As for the road side, he explained that the financing of road transport in the PNRR is not approved by the European Commission.
“From the transport side, of 9 billion, 4.5 billion are for railways. The Commission has nothing against it. On the contrary, everyone salutes. The Commission says ‘this financial mechanism has not been made for road infrastructure’. We understand, but we have this national priority. We also have projects and we need funding in the next 10 years on this subject,” Ghinea added, according to Agerpres.
The minister pointed out that the motorway to Moldavia has 2 billion euros allocated from the Operational Transport Programme.
PM Citu: Romania will go to Brussels with PNRR keeping within earmarked funds
Prime Minister Florin Citu said on Wednesday that Romania would go to Brussels with the National Recovery and Resilience Plan (PNRR) keeping within earmarked funds.
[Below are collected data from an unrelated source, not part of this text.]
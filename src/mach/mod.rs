/*!
## Rust Machine Module

This Rust module is the loader and virtual machine for Brainfuck.

*/

/// Position in the program or on the tape.
pub type Address = u16;

/// Maximum program size in bytes.
pub const CODE_SIZE: usize = 1 << 15;
/// Number of cells on the data tape.
pub const DATA_SIZE: usize = 1 << 15;

mod link;
mod opcode;
mod program;
mod runtime;
mod stack;
mod tape;

pub use link::Link;
pub use opcode::Opcode;
pub use program::Program;
pub use runtime::Event;
pub use runtime::Runtime;
pub use stack::Stack;
pub use tape::Tape;

#[cfg(test)]
mod tests;
use super::{Address, CODE_SIZE};
use crate::error;
use crate::lang::Error;
use std::fs::File;
use std::io::{ErrorKind, Read};
use std::path::Path;
use tracing::{debug, warn};

type Result<T> = std::result::Result<T, Error>;

/// ## Program memory
///
/// A fixed-capacity buffer holding the bytes of the source file.
/// Anything past `CODE_SIZE` bytes is dropped.

pub struct Program {
    code: Box<[u8]>,
    len: usize,
    truncated: bool,
}

impl Default for Program {
    fn default() -> Program {
        Program {
            code: vec![0; CODE_SIZE].into_boxed_slice(),
            len: 0,
            truncated: false,
        }
    }
}

impl std::fmt::Debug for Program {
    fn fmt(&self, f: &mut std::fmt::Formatter<'_>) -> std::fmt::Result {
        write!(f, "{}", String::from_utf8_lossy(self.bytes()))
    }
}

impl Program {
    pub fn from_bytes(bytes: &[u8]) -> Program {
        let mut program = Program::default();
        let len = bytes.len().min(CODE_SIZE);
        program.code[..len].copy_from_slice(&bytes[..len]);
        program.len = len;
        program.truncated = bytes.len() > CODE_SIZE;
        program
    }

    pub fn load<R: Read>(source: R) -> Result<Program> {
        Program::read(source).map_err(|e| error!(DiskIoError; e.to_string()))
    }

    pub fn open<P: AsRef<Path>>(path: P) -> Result<Program> {
        let path = path.as_ref();
        let file = match File::open(path) {
            Ok(file) => file,
            Err(e) => {
                let msg = format!("{}: {}", path.display(), e);
                return match e.kind() {
                    ErrorKind::NotFound => Err(error!(FileNotFound; msg)),
                    _ => Err(error!(DiskIoError; msg)),
                };
            }
        };
        Program::read(file)
            .map_err(|e| error!(DiskIoError; format!("{}: {}", path.display(), e)))
    }

    fn read<R: Read>(mut source: R) -> std::io::Result<Program> {
        let mut program = Program::default();
        while program.len < CODE_SIZE {
            match source.read(&mut program.code[program.len..]) {
                Ok(0) => break,
                Ok(n) => program.len += n,
                Err(e) if e.kind() == ErrorKind::Interrupted => continue,
                Err(e) => return Err(e),
            }
        }
        if program.len == CODE_SIZE {
            let mut extra = [0u8; 1];
            program.truncated = loop {
                match source.read(&mut extra) {
                    Ok(n) => break n > 0,
                    Err(e) if e.kind() == ErrorKind::Interrupted => continue,
                    Err(_) => break false,
                }
            };
            if program.truncated {
                warn!("program truncated to {} bytes", CODE_SIZE);
            }
        }
        debug!("loaded {} program bytes", program.len);
        Ok(program)
    }

    pub fn len(&self) -> usize {
        self.len
    }

    pub fn is_empty(&self) -> bool {
        self.len == 0
    }

    /// The source had more than `CODE_SIZE` bytes.
    pub fn is_truncated(&self) -> bool {
        self.truncated
    }

    pub fn get(&self, addr: Address) -> Option<u8> {
        self.bytes().get(addr as usize).copied()
    }

    pub fn bytes(&self) -> &[u8] {
        &self.code[..self.len]
    }
}
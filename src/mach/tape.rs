use super::{Address, DATA_SIZE};

const POINTER_MASK: Address = (DATA_SIZE - 1) as Address;

/// ## Data memory
///
/// A ring of byte cells and the data pointer.
/// Neither the cells nor the pointer can go out of range.

pub struct Tape {
    cells: Box<[u8]>,
    pointer: Address,
}

impl Default for Tape {
    fn default() -> Tape {
        Tape {
            cells: vec![0; DATA_SIZE].into_boxed_slice(),
            pointer: 0,
        }
    }
}

impl Tape {
    pub fn new() -> Tape {
        Tape::default()
    }
    pub fn pointer(&self) -> Address {
        self.pointer
    }
    pub fn get(&self) -> u8 {
        self.cells[self.pointer as usize]
    }
    pub fn set(&mut self, val: u8) {
        self.cells[self.pointer as usize] = val;
    }
    pub fn cell(&self, addr: Address) -> u8 {
        self.cells[(addr & POINTER_MASK) as usize]
    }
    pub fn increment(&mut self) {
        self.set(self.get().wrapping_add(1));
    }
    pub fn decrement(&mut self) {
        self.set(self.get().wrapping_sub(1));
    }
    pub fn move_right(&mut self) {
        self.pointer = self.pointer.wrapping_add(1) & POINTER_MASK;
    }
    pub fn move_left(&mut self) {
        self.pointer = self.pointer.wrapping_sub(1) & POINTER_MASK;
    }
}
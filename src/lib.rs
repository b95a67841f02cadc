//! # Brainfuck
//!
//! A small virtual machine for the Brainfuck programming language.
//!
//! Run a program with `bf hello.bf`. Set `RUST_LOG=bf=debug`, or pass
//! `--debug`, to see what the loader is doing.
//!
//! ```
//! use bf::mach::{Event, Runtime};
//!
//! let mut runtime = Runtime::load("++++++++[>++++++++<-]>+.".as_bytes()).unwrap();
//! let mut output = Vec::new();
//! loop {
//!     match runtime.execute(1000) {
//!         Event::Print(byte) => output.push(byte),
//!         Event::Input => runtime.enter(None),
//!         Event::Running => {}
//!         Event::Stopped | Event::Error(_) => break,
//!     }
//! }
//! assert_eq!(output, b"A");
//! ```

#[path = "doc/instructions.rs"]
#[allow(non_snake_case)]
pub mod _Instructions;

pub mod lang;
pub mod mach;
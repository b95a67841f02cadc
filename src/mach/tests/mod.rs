use crate::mach::{Address, Event, Program, Runtime, DATA_SIZE};

fn runtime(s: &str) -> Runtime {
    Runtime::new(Program::from_bytes(s.as_bytes())).unwrap()
}

fn run(runtime: &mut Runtime, input: &[u8]) -> String {
    run_cycles(runtime, input, 5000)
}

fn run_cycles(runtime: &mut Runtime, input: &[u8], cycles: usize) -> String {
    let mut s = String::new();
    let mut input = input.iter().copied();
    let mut prev_running = false;
    loop {
        let event = runtime.execute(cycles);
        match &event {
            Event::Stopped => {
                break;
            }
            Event::Error(error) => {
                s.push_str(&format!("?{}\n", error));
            }
            Event::Running => {
                if prev_running {
                    s.push_str(&format!("\n{} Execution cycles exceeded.\n", cycles));
                    break;
                }
            }
            Event::Print(byte) => {
                s.push(*byte as char);
            }
            Event::Input => {
                runtime.enter(input.next());
            }
        }
        match event {
            Event::Running => prev_running = true,
            _ => prev_running = false,
        }
    }
    s
}

#[test]
fn test_increment_wraps() {
    let mut r = runtime(&"+".repeat(256));
    assert_eq!(run(&mut r, b""), "");
    assert_eq!(r.tape().get(), 0);
}

#[test]
fn test_decrement_wraps() {
    let mut r = runtime("-");
    run(&mut r, b"");
    assert_eq!(r.tape().get(), 255);
}

#[test]
fn test_pointer_wraps_left() {
    let mut r = runtime("<+");
    run(&mut r, b"");
    assert_eq!(r.tape().pointer(), (DATA_SIZE - 1) as Address);
    assert_eq!(r.tape().cell((DATA_SIZE - 1) as Address), 1);
}

#[test]
fn test_pointer_wraps_right() {
    let mut r = runtime(&">".repeat(DATA_SIZE));
    run_cycles(&mut r, b"", DATA_SIZE + 1);
    assert_eq!(r.tape().pointer(), 0);
}

#[test]
fn test_zero_loop_is_skipped() {
    let mut r = runtime("[+++]+");
    assert!(matches!(r.execute(1), Event::Running));
    assert_eq!(r.pc(), 5);
    run(&mut r, b"");
    assert_eq!(r.tape().get(), 1);
}

#[test]
fn test_loop_reenters_body() {
    let mut r = runtime("+++[->++<]");
    run(&mut r, b"");
    assert_eq!(r.tape().get(), 0);
    assert_eq!(r.tape().cell(1), 6);
}

#[test]
fn test_close_bracket_resumes_after_open() {
    let mut r = runtime("++[-]");
    assert!(matches!(r.execute(5), Event::Running));
    assert_eq!(r.pc(), 3);
    assert_eq!(r.tape().get(), 1);
    run(&mut r, b"");
    assert_eq!(r.pc(), 5);
    assert_eq!(r.tape().get(), 0);
}

#[test]
fn test_write() {
    let mut r = runtime("++++++++.");
    assert_eq!(run(&mut r, b""), "\u{8}");
}

#[test]
fn test_read_echo() {
    let mut r = runtime(",.");
    assert_eq!(run(&mut r, b"Q"), "Q");
}

#[test]
fn test_read_waits_for_enter() {
    let mut r = runtime(",+.");
    assert!(matches!(r.execute(10), Event::Input));
    assert!(matches!(r.execute(10), Event::Input));
    assert_eq!(r.pc(), 1);
    r.enter(Some(b'a'));
    assert!(matches!(r.execute(10), Event::Print(b'b')));
}

#[test]
fn test_read_end_of_input_keeps_cell() {
    let mut r = runtime("+++,.");
    assert_eq!(run(&mut r, b""), "\u{3}");
}

#[test]
fn test_comments_are_no_ops() {
    let mut r = runtime("add two: ++ then print it.");
    assert_eq!(run(&mut r, b""), "\u{2}");
}

#[test]
fn test_infinite_loop_keeps_running() {
    let mut r = runtime("+[]");
    assert_eq!(
        run_cycles(&mut r, b"", 100),
        "\n100 Execution cycles exceeded.\n"
    );
}

#[test]
fn test_empty_program_stops() {
    let mut r = runtime("");
    assert!(matches!(r.execute(1), Event::Stopped));
    assert_eq!(r.pc(), 0);
}
/*!
# Instruction Set

A Brainfuck program is a sequence of bytes. Eight of them are instructions,
everything else is ignored, so programs may carry comments and whitespace.
The machine has a tape of 32,768 byte cells, all zero at start, and a data
pointer that begins at the first cell.

| Byte | Effect |
|------|--------|
| `+`  | Add one to the current cell. 255 becomes 0. |
| `-`  | Subtract one from the current cell. 0 becomes 255. |
| `>`  | Move the data pointer right. The last cell wraps to the first. |
| `<`  | Move the data pointer left. The first cell wraps to the last. |
| `[`  | If the current cell is zero, continue after the matching `]`. |
| `]`  | If the current cell is not zero, continue after the matching `[`. |
| `.`  | Write the current cell to standard output. |
| `,`  | Read one byte from standard input into the current cell. |

At end of input `,` leaves the cell unchanged.

Brackets must balance. A program with a `]` that closes nothing, or a `[`
that is never closed, is rejected before anything runs.

## Example
```text
++++++++[>++++[>++>+++>+++>+<<<<-]>+>+>->>+[<]<-]>>.>---.+++++++..+++.>>.<-.<.+++.------.--------.>>+.
```
prints `Hello World!`.

Programs longer than 32,768 bytes are cut off at that length.
A program that loops forever runs until it is killed.

*/
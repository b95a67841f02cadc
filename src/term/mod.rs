extern crate ansi_term;
use ansi_term::Style;
use bf::error;
use bf::lang::Error;
use bf::mach::{Event, Program, Runtime};
use clap::Parser;
use std::io::{self, IsTerminal, Read, Write};
use std::path::{Path, PathBuf};
use tracing::{debug, info};
use tracing_subscriber::EnvFilter;

/// Fetches per call to `Runtime::execute`.
const CYCLES: usize = 100_000;

#[derive(Parser, Debug)]
#[command(name = "bf", version, about = "Brainfuck Interpreter")]
struct Cli {
    /// Path to the program to run
    file: PathBuf,

    /// Enable debug logging
    #[arg(short, long)]
    debug: bool,
}

pub fn main() {
    let cli = Cli::parse();
    init_logging(cli.debug);
    if let Err(error) = main_loop(&cli.file) {
        eprintln!("{}", error_line(&error, io::stderr().is_terminal()));
        std::process::exit(1);
    }
}

/// Bold only when a terminal will render it.
fn error_line(error: &Error, styled: bool) -> String {
    let line = format!("?{}", error);
    if styled {
        Style::new().bold().paint(line).to_string()
    } else {
        line
    }
}

/// Logs go to stderr so they never mix with program output.
/// `RUST_LOG` overrides the default filter.
fn init_logging(debug: bool) {
    let filter = EnvFilter::try_from_default_env().unwrap_or_else(|_| {
        EnvFilter::new(if debug { "bf=debug" } else { "warn" })
    });
    tracing_subscriber::fmt()
        .with_env_filter(filter)
        .with_target(false)
        .with_ansi(io::stderr().is_terminal())
        .with_writer(io::stderr)
        .init();
}

fn main_loop(path: &Path) -> Result<(), Error> {
    let mut runtime = Runtime::new(Program::open(path)?)?;
    info!("running {}", path.display());
    let stdin = io::stdin();
    let mut input = stdin.lock().bytes();
    let stdout = io::stdout();
    let mut output = stdout.lock();

    let result = loop {
        match runtime.execute(CYCLES) {
            Event::Running => {}
            Event::Print(byte) => {
                if let Err(e) = output.write_all(&[byte]) {
                    break Err(io_error(e));
                }
            }
            Event::Input => {
                if let Err(e) = output.flush() {
                    break Err(io_error(e));
                }
                match input.next() {
                    Some(Ok(byte)) => runtime.enter(Some(byte)),
                    Some(Err(e)) => break Err(io_error(e)),
                    None => runtime.enter(None),
                }
            }
            Event::Error(error) => break Err(error),
            Event::Stopped => break Ok(()),
        }
    };
    debug!("stopped at {}", runtime.pc());
    let flushed = output.flush().map_err(io_error);
    result.and(flushed)
}

fn io_error(e: io::Error) -> Error {
    error!(DiskIoError; e.to_string())
}
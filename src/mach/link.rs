use super::{Address, Opcode, Program, Stack, CODE_SIZE};
use crate::error;
use crate::lang::Error;
use std::convert::TryFrom;
use tracing::debug;

type Result<T> = std::result::Result<T, Error>;

/// ## Jump table
///
/// Maps the address of every bracket to the address where execution
/// resumes when its branch is taken: one past the matching `]` for a `[`,
/// one past the matching `[` for a `]`. Built once and never changed.

pub struct Link {
    targets: Box<[Option<Address>]>,
    entries: usize,
}

impl std::fmt::Debug for Link {
    fn fmt(&self, f: &mut std::fmt::Formatter<'_>) -> std::fmt::Result {
        f.debug_map()
            .entries(
                self.targets
                    .iter()
                    .enumerate()
                    .filter_map(|(addr, target)| target.map(|t| (addr, t))),
            )
            .finish()
    }
}

impl Link {
    pub fn new(program: &Program) -> Result<Link> {
        let mut link = Link {
            targets: vec![None; CODE_SIZE].into_boxed_slice(),
            entries: 0,
        };
        let mut pending: Stack<Address> = Stack::new();
        for (addr, &byte) in program.bytes().iter().enumerate() {
            let addr = addr as Address;
            match Opcode::try_from(byte) {
                Ok(Opcode::JumpForward) => pending.push(addr),
                Ok(Opcode::JumpBackward) => {
                    if pending.is_empty() {
                        return Err(error!(UnbalancedBrackets, addr; "UNMATCHED ]"));
                    }
                    let open = pending.pop()?;
                    link.insert(open, addr + 1);
                    link.insert(addr, open + 1);
                }
                _ => {}
            }
        }
        if let Some(&open) = pending.last() {
            return Err(error!(UnbalancedBrackets, open; "UNMATCHED ["));
        }
        debug!("resolved {} jump targets", link.entries);
        Ok(link)
    }

    fn insert(&mut self, addr: Address, target: Address) {
        let slot = &mut self.targets[addr as usize];
        debug_assert!(slot.is_none());
        *slot = Some(target);
        self.entries += 1;
    }

    pub fn target(&self, addr: Address) -> Option<Address> {
        self.targets.get(addr as usize).copied().flatten()
    }

    pub fn len(&self) -> usize {
        self.entries
    }

    pub fn is_empty(&self) -> bool {
        self.entries == 0
    }
}
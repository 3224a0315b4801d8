use std::fmt;
use std::str::FromStr;

use serde::{Deserialize, Deserializer, Serialize, Serializer};

use crate::I18nError;

/// A supported UI language.
///
/// The set is closed: every variant must have a catalog in the message table.
#[derive(Clone, Copy, Debug, Default, PartialEq, Eq, Hash, PartialOrd, Ord)]
pub enum Language {
    /// English (primary locale).
    #[default]
    En,
    /// Simplified Chinese.
    Zh,
}

impl Language {
    /// All languages, primary first.
    pub const ALL: [Language; 2] = [Language::En, Language::Zh];

    /// The primary locale, used when nothing else is configured.
    pub const PRIMARY: Language = Language::En;

    /// Short language code (`en`, `zh`).
    pub fn code(self) -> &'static str {
        match self {
            Language::En => "en",
            Language::Zh => "zh",
        }
    }

    /// Human-readable name of the language, in that language.
    pub fn native_name(self) -> &'static str {
        match self {
            Language::En => "English",
            Language::Zh => "中文",
        }
    }

    /// Match a locale tag (`zh-CN`, `en_US`, `ZH`) against the supported set.
    ///
    /// Walks [`locale_fallback_chain`] from most to least specific.
    pub fn from_locale(tag: &str) -> Option<Language> {
        locale_fallback_chain(tag).iter().find_map(|candidate| {
            Language::ALL
                .into_iter()
                .find(|lang| candidate.eq_ignore_ascii_case(lang.code()))
        })
    }

    /// Pick a language from POSIX locale values, in priority order.
    ///
    /// Values look like `zh_CN.UTF-8` or `en_US@euro`; `C` and `POSIX` are ignored.
    /// Falls back to [`Language::PRIMARY`].
    pub fn detect<'a>(values: impl IntoIterator<Item = Option<&'a str>>) -> Language {
        values
            .into_iter()
            .flatten()
            .map(strip_posix_suffix)
            .filter(|v| !v.is_empty() && *v != "C" && *v != "POSIX")
            .find_map(Language::from_locale)
            .unwrap_or(Language::PRIMARY)
    }
}

impl fmt::Display for Language {
    fn fmt(&self, f: &mut fmt::Formatter<'_>) -> fmt::Result {
        f.write_str(self.code())
    }
}

impl FromStr for Language {
    type Err = I18nError;

    fn from_str(s: &str) -> Result<Self, Self::Err> {
        Language::from_locale(s).ok_or_else(|| I18nError::UnknownLanguage(s.to_string()))
    }
}

impl Serialize for Language {
    fn serialize<S: Serializer>(&self, serializer: S) -> Result<S::Ok, S::Error> {
        serializer.serialize_str(self.code())
    }
}

impl<'de> Deserialize<'de> for Language {
    fn deserialize<D: Deserializer<'de>>(deserializer: D) -> Result<Self, D::Error> {
        let s = String::deserialize(deserializer)?;
        s.parse().map_err(serde::de::Error::custom)
    }
}

/// Normalize locale identifiers to a canonical-ish form for lookup.
///
/// - Converts `_` to `-` (POSIX reports `zh_CN`).
/// - Trims whitespace.
pub fn normalize_locale(s: &str) -> String {
    s.trim().replace('_', "-")
}

/// Create a fallback chain for language matching.
///
/// Example:
/// - `zh-Hans-CN` -> `["zh-Hans-CN", "zh-Hans", "zh"]`
/// - `en` -> `["en"]`
pub fn locale_fallback_chain(locale: &str) -> Vec<String> {
    let l = normalize_locale(locale);
    let mut chain: Vec<String> = Vec::new();

    let mut current = l.as_str();
    while !current.is_empty() {
        if !chain.iter().any(|c| c == current) {
            chain.push(current.to_string());
        }
        match current.rfind('-') {
            Some(idx) => current = &current[..idx],
            None => break,
        }
    }
    chain
}

fn strip_posix_suffix(value: &str) -> &str {
    let value = value.trim();
    let end = value.find(['.', '@']).unwrap_or(value.len());
    &value[..end]
}

#[cfg(test)]
mod tests {
    use super::*;
    use pretty_assertions::assert_eq;

    #[test]
    fn fallback_chain_strips_subtags() {
        assert_eq!(
            locale_fallback_chain("zh_Hans_CN"),
            vec!["zh-Hans-CN", "zh-Hans", "zh"]
        );
        assert_eq!(locale_fallback_chain(" en "), vec!["en"]);
        assert!(locale_fallback_chain("").is_empty());
    }

    #[test]
    fn from_locale_matches_region_tags() {
        assert_eq!(Language::from_locale("zh-CN"), Some(Language::Zh));
        assert_eq!(Language::from_locale("zh_TW"), Some(Language::Zh));
        assert_eq!(Language::from_locale("EN"), Some(Language::En));
        assert_eq!(Language::from_locale("en-US"), Some(Language::En));
        assert_eq!(Language::from_locale("fr-FR"), None);
        assert_eq!(Language::from_locale(""), None);
    }

    #[test]
    fn parse_rejects_unknown_language() {
        assert_eq!("zh".parse::<Language>().unwrap(), Language::Zh);
        let err = "ko-KR".parse::<Language>().unwrap_err();
        assert!(matches!(err, I18nError::UnknownLanguage(ref s) if s == "ko-KR"));
    }

    #[test]
    fn detect_uses_first_supported_posix_value() {
        assert_eq!(
            Language::detect([None, Some("zh_CN.UTF-8"), Some("en_US.UTF-8")]),
            Language::Zh
        );
        assert_eq!(Language::detect([Some("C"), Some("en_GB@euro")]), Language::En);
        assert_eq!(Language::detect([Some("de_DE.UTF-8")]), Language::En);
        assert_eq!(Language::detect([Some("fr_FR"), Some("zh_SG")]), Language::Zh);
        assert_eq!(Language::detect([]), Language::PRIMARY);
    }

    #[test]
    fn serde_uses_language_code() {
        assert_eq!(serde_json::to_string(&Language::Zh).unwrap(), "\"zh\"");
        let lang: Language = serde_json::from_str("\"zh-CN\"").unwrap();
        assert_eq!(lang, Language::Zh);
        assert!(serde_json::from_str::<Language>("\"xx\"").is_err());
    }
}
use thiserror::Error;

use crate::catalog::CatalogError;
use crate::locale::Language;

#[derive(Debug, Error)]
pub enum I18nError {
    #[error("{language} catalog: {source}")]
    Catalog {
        language: Language,
        #[source]
        source: CatalogError,
    },

    #[error("no catalog for language `{0}`")]
    MissingCatalog(Language),

    #[error("{language} catalog does not match the primary schema (missing: {missing:?}, extra: {extra:?})")]
    SchemaMismatch {
        language: Language,
        missing: Vec<String>,
        extra: Vec<String>,
    },

    #[error("unknown language `{0}`")]
    UnknownLanguage(String),
}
“The priorities Romania assumed in the governance programme will be represented in this PNRR as well. We are not dropping any project. There has been a discussion on improving what we have had so far. They asked for more details. Some of the ministers will go to Brussels, in the period ahead, to better explain the projects. (…) I believe there are two or three projects where amounts differ, but the projects stand, as they are important. This PNRR must be looked at in its entirety. Part of the projects will be completely financed under the PNRR. Other projects will be partially funded from the PNRR and other sources – budget or European funds. At the moment, we have this cost reduction, we are going to the European Commission and we’ll discuss the technical details. We’ll go to Brussels exactly with the earmarked amount. There are countries that have exceeded the allotment,” Citu said after the governing coalition meeting.
Asked whether there would be more objections from the European Commission, Citu replied: “No one can give guarantees. We have our specialists who will make sure that the details we have be the ones the European Commission requires.”